Alors, ne vous demandez pas pourquoi de nombreux constructeurs imposent des pénalités à leurs clients qui refusent de prendre leur hypothèque avec le démarcheur de la banque.

Il est difficile de comprendre pourquoi, en 2018, ce genre de gâterie n’est pas du tout encadrée dans l’industrie hypothécaire.

Le milieu de l’investissement a fait un grand ménage depuis longtemps. Les manufacturiers de fonds communs de placement n’ont plus le droit d’offrir de cadeaux et de bonis, sauf dans des cas bien précis ( ex. : brochures produites pour une formation ).

Finis les voyages au pays ou à l’étranger, la nourriture, les boissons et le logement, même si ces avantages sont fournis dans le cadre d’une conférence. Exit les billets de concerts, de théâtre, de hockey et la participation au tournoi de golf.

Les rares avantages qui sont encore autorisés doivent être comptabilisés. Et les régulateurs s’assurent que cela reste dans le domaine du raisonnable.

Évidemment, ces cadeaux peuvent biaiser le jugement du conseiller, ce qui est préjudiciable pour la clientèle. Si ces pratiques sont proscrites dans le milieu de l’investissement, il serait parfaitement logique qu’elles le soient aussi dans le milieu hypothécaire.

L’éthique, c’est bon pour tout le monde.

D’après : Comment votre prêt mène au Grand Prix de Stéphanie Grammond, La Presse, 4 juin 2018 ( Dans la série : Dans les coulisses de votre hypothèque. )

Des menottes déguisées en cadeau de votre courtier immobilier

En apparence, les programmes d’assurance offerts gratuitement par les courtiers immobiliers sont un bel avantage pour les acheteurs de maison. Mais en réalité, le cadeau cache des menottes.

« Aaah ouain ! », comme s’exclame l’hilarant André Sauvé dans la publicité de RE/MAX où l’humoriste vante les mérites de Sécuri-T.

Ce programme d’assurance lancé au début de l’année permet d’assumer les versements hypothécaires pendant 12 mois si le nouveau propriétaire perd son emploi. Via Capitale offre une protection similaire depuis une vingtaine d’années.

Mais pour avoir droit à ces privilèges, les acheteurs doivent contracter une hypothèque auprès d’un démarcheur hypothécaire de la Banque Nationale, de Desjardins ou de la Banque de Montréal.

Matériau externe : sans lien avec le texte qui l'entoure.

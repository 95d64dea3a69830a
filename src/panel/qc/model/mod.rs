pub mod schema;

use std::collections::BTreeMap;
use std::collections::btree_map::Entry;
use std::fmt;

use serde::{Deserialize, Serialize};
use tracing::{debug, info, instrument, warn};

use crate::panel::qc::cell::{
    RawCell, cell_text, normalize_null, normalize_ticker, parse_integer, parse_number,
};
use crate::panel::qc::dummy::{dummy_number, merge_notes, parse_dummy_with_note};
use crate::panel::qc::error::{QcError, Result};
use schema::{
    EVIDENCE_NOTE, FISCAL_YEAR, FieldKind, PROCESS_INNOVATION, PRODUCT_INNOVATION, TICKER,
    canonical_column, field_kind,
};

/// One source row: column name → raw cell.
pub type RawRow = BTreeMap<String, RawCell>;

/// A table as read from a spreadsheet, CSV export or query.
#[derive(Debug, Clone, PartialEq, Default)]
pub struct RawTable {
    /// Label used in logs and errors, usually the file stem.
    pub name: String,
    /// Canonical column names in source order.
    pub columns: Vec<String>,
    pub rows: Vec<RawRow>,
}

impl RawTable {
    /// Builds a table from positional rows, canonicalising the header.
    ///
    /// When several headers map to the same field, such as `inventory` and
    /// `total_inventory`, the leftmost non-null cell of each row wins.
    pub fn from_rows(name: impl Into<String>, headers: &[String], rows: Vec<Vec<RawCell>>) -> Self {
        let name = name.into();
        let positions: Vec<String> = headers.iter().map(|h| canonical_column(h)).collect();

        let mut columns: Vec<String> = Vec::with_capacity(positions.len());
        for column in &positions {
            if column.is_empty() {
                continue;
            }
            if columns.contains(column) {
                warn!(table = %name, column = %column, "several headers map to one field");
            } else {
                columns.push(column.clone());
            }
        }

        let rows = rows
            .into_iter()
            .map(|cells| {
                let mut row = RawRow::new();
                for (column, cell) in positions.iter().zip(cells) {
                    if column.is_empty() {
                        continue;
                    }
                    match row.entry(column.clone()) {
                        Entry::Vacant(slot) => {
                            slot.insert(cell);
                        }
                        Entry::Occupied(mut slot) => {
                            if normalize_null(slot.get()).is_none() {
                                slot.insert(cell);
                            }
                        }
                    }
                }
                row
            })
            .collect();
        Self {
            name,
            columns,
            rows,
        }
    }
}

/// Compound key identifying a firm-year.
#[derive(Debug, Clone, PartialEq, Eq, Hash, PartialOrd, Ord, Serialize, Deserialize)]
pub struct FirmYearKey {
    pub ticker: String,
    pub fiscal_year: i32,
}

impl FirmYearKey {
    pub fn new(ticker: impl Into<String>, fiscal_year: i32) -> Self {
        Self {
            ticker: ticker.into(),
            fiscal_year,
        }
    }
}

impl fmt::Display for FirmYearKey {
    fn fmt(&self, f: &mut fmt::Formatter<'_>) -> fmt::Result {
        write!(f, "{}/{}", self.ticker, self.fiscal_year)
    }
}

/// A typed, null-free field value.
#[derive(Debug, Clone, PartialEq, Serialize, Deserialize)]
#[serde(untagged)]
pub enum FieldValue {
    Integer(i64),
    Float(f64),
    Text(String),
}

impl FieldValue {
    pub fn as_f64(&self) -> Option<f64> {
        match self {
            FieldValue::Integer(value) => Some(*value as f64),
            FieldValue::Float(value) => Some(*value),
            FieldValue::Text(_) => None,
        }
    }

    pub fn as_text(&self) -> Option<&str> {
        match self {
            FieldValue::Text(value) => Some(value),
            _ => None,
        }
    }
}

/// One firm in one fiscal year. Absent keys in `fields` mean null.
#[derive(Debug, Clone, PartialEq, Serialize, Deserialize)]
pub struct FirmYearRecord {
    pub key: FirmYearKey,
    pub fields: BTreeMap<String, FieldValue>,
}

impl FirmYearRecord {
    pub fn new(ticker: impl Into<String>, fiscal_year: i32) -> Self {
        Self {
            key: FirmYearKey::new(ticker, fiscal_year),
            fields: BTreeMap::new(),
        }
    }

    /// Builder-style setter for a numeric field.
    pub fn with_number(mut self, field: &str, value: f64) -> Self {
        self.set(field, FieldValue::Float(value));
        self
    }

    /// Builder-style setter for an integer field.
    pub fn with_integer(mut self, field: &str, value: i64) -> Self {
        self.set(field, FieldValue::Integer(value));
        self
    }

    /// Builder-style setter for a text field.
    pub fn with_text(mut self, field: &str, value: &str) -> Self {
        self.set(field, FieldValue::Text(value.to_string()));
        self
    }

    pub fn set(&mut self, field: &str, value: FieldValue) {
        self.fields.insert(field.to_string(), value);
    }

    pub fn get(&self, field: &str) -> Option<&FieldValue> {
        self.fields.get(field)
    }

    pub fn has(&self, field: &str) -> bool {
        self.fields.contains_key(field)
    }

    /// Numeric value of a field, `None` when absent or textual.
    pub fn number(&self, field: &str) -> Option<f64> {
        self.get(field).and_then(FieldValue::as_f64)
    }

    pub fn text(&self, field: &str) -> Option<&str> {
        self.get(field).and_then(FieldValue::as_text)
    }

    pub fn ticker(&self) -> &str {
        &self.key.ticker
    }

    pub fn fiscal_year(&self) -> i32 {
        self.key.fiscal_year
    }

    /// Types one raw row whose column names are already canonical. Rows
    /// whose key cannot be recovered are rejected.
    pub fn from_raw_row(row: &RawRow, row_index: usize) -> std::result::Result<Self, RejectedRow> {
        let ticker = row
            .get(TICKER)
            .and_then(|cell| normalize_ticker(cell))
            .ok_or_else(|| RejectedRow::new(row_index, "missing ticker"))?;
        let fiscal_year = row
            .get(FISCAL_YEAR)
            .and_then(|cell| parse_integer(cell))
            .ok_or_else(|| RejectedRow::new(row_index, "missing or unparseable fiscal_year"))?;
        let fiscal_year = i32::try_from(fiscal_year)
            .map_err(|_| RejectedRow::new(row_index, "fiscal_year out of range"))?;

        let mut record = FirmYearRecord::new(ticker, fiscal_year);
        let mut product_note = None;
        let mut process_note = None;

        for (column, cell) in row {
            if column == TICKER || column == FISCAL_YEAR {
                continue;
            }
            match field_kind(column) {
                FieldKind::Float => {
                    if let Some(value) = parse_number(cell) {
                        record.set(column, FieldValue::Float(value));
                    }
                }
                FieldKind::Integer => {
                    if let Some(value) = parse_integer(cell) {
                        record.set(column, FieldValue::Integer(value));
                    }
                }
                FieldKind::Dummy => {
                    let parsed = parse_dummy_with_note(cell);
                    if let Some(indicator) = parsed.indicator {
                        record.set(column, FieldValue::Integer(indicator));
                    } else if let Some(value) = dummy_number(cell) {
                        // Out-of-domain numbers are kept so the dummy check can flag them.
                        record.set(column, FieldValue::Float(value));
                    }
                    if column == PRODUCT_INNOVATION {
                        product_note = parsed.note;
                    } else if column == PROCESS_INNOVATION {
                        process_note = parsed.note;
                    }
                }
                FieldKind::Text => {
                    if let Some(text) = cell_text(cell).filter(|text| !text.is_empty()) {
                        record.set(column, FieldValue::Text(text));
                    }
                }
            }
        }

        if !record.has(EVIDENCE_NOTE) {
            if let Some(note) = merge_notes(product_note.as_deref(), process_note.as_deref()) {
                record.set(EVIDENCE_NOTE, FieldValue::Text(note));
            }
        }

        Ok(record)
    }
}

/// A source row dropped because its key could not be recovered.
#[derive(Debug, Clone, PartialEq, Eq, Serialize)]
pub struct RejectedRow {
    /// Zero-based position of the row in its table, header excluded.
    pub row_index: usize,
    pub reason: String,
}

impl RejectedRow {
    fn new(row_index: usize, reason: &str) -> Self {
        Self {
            row_index,
            reason: reason.to_string(),
        }
    }
}

/// Typed records of one table plus the rows that could not be keyed.
#[derive(Debug, Clone, PartialEq, Default)]
pub struct NormalizedTable {
    pub name: String,
    pub records: Vec<FirmYearRecord>,
    pub rejected: Vec<RejectedRow>,
}

/// Types every row of `table`.
///
/// Fails only when the header lacks a key column altogether; individual
/// rows without a usable key are collected in `rejected`.
#[instrument(level = "debug", skip_all, fields(table = %table.name, rows = table.rows.len()))]
pub fn normalize_table(table: &RawTable) -> Result<NormalizedTable> {
    for key in [TICKER, FISCAL_YEAR] {
        if !table.columns.iter().any(|column| column == key) {
            return Err(QcError::MissingKeyColumn {
                table: table.name.clone(),
                column: key.to_string(),
            });
        }
    }

    let mut normalized = NormalizedTable {
        name: table.name.clone(),
        ..NormalizedTable::default()
    };
    for (index, row) in table.rows.iter().enumerate() {
        match FirmYearRecord::from_raw_row(row, index) {
            Ok(record) => normalized.records.push(record),
            Err(rejected) => {
                if row.values().all(|cell| normalize_null(cell).is_none()) {
                    debug!(row = index, "skipping blank row");
                } else {
                    warn!(row = index, reason = %rejected.reason, "rejected row");
                }
                normalized.rejected.push(rejected);
            }
        }
    }

    info!(
        records = normalized.records.len(),
        rejected = normalized.rejected.len(),
        "normalized table"
    );
    Ok(normalized)
}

Pourquoi cette contrainte ? Parce que ces prêteurs retournent une juteuse commission de 0,5 % du montant du prêt au courtier.

Cela fait de coquettes sommes, quand on sait qu’une maison unifamiliale vaut facilement un demi-million de dollars à Montréal. Sur une hypothèque de 400 000 $, le courtier recevra par exemple 2000 $. Juste pour refiler le nom du client au prêteur. Voilà de l’argent vite fait ! Sans compter que le propriétaire du bureau de courtage ainsi que la société mère reçoivent eux aussi leur quote-part.

Bien sûr, le client est libre d’aller voir ailleurs. Mais le courtier lui fait alors signer un formulaire de renonciation qui risque de lui donner des remords. Bref, tout est mis en place pour inciter l’acheteur à faire affaire avec le prêteur qui donne un cadeau au courtier.

Avec ou sans programme d’assurance, ce système de commissions en échange de références existe depuis belle lurette dans le courtage immobilier. Mais il est appelé à disparaître dans le cadre du projet de loi 141 récemment adopté.

L’intention de Québec est de bannir les commissions lorsqu’elles sont conditionnelles à la conclusion d’une hypothèque.

Les commissions pour la simple référence de clients seraient encore permises, mais il y a fort à parier que les prêteurs n’offriraient plus grand-chose aux courtiers qui ne font que remettre leur carte professionnelle à un client, sans obligation de résultat.

De leur côté, les prêteurs hypothécaires espèrent que les courtiers immobiliers obtiendront leur permis de courtage hypothécaire.

Il faut savoir que les institutions financières versent une commission plus élevée aux courtiers hypothécaires ( environ 1 % de la valeur de l’hypothèque ). Mais ceux-ci font un véritable acte de courtage.

Ils analysent le dossier de crédit et les besoins du client, puis ils choisissent l’hypothèque la mieux adaptée parmi les quelque 150 produits sur les rayons. Autrement dit, ils font un vrai magasinage.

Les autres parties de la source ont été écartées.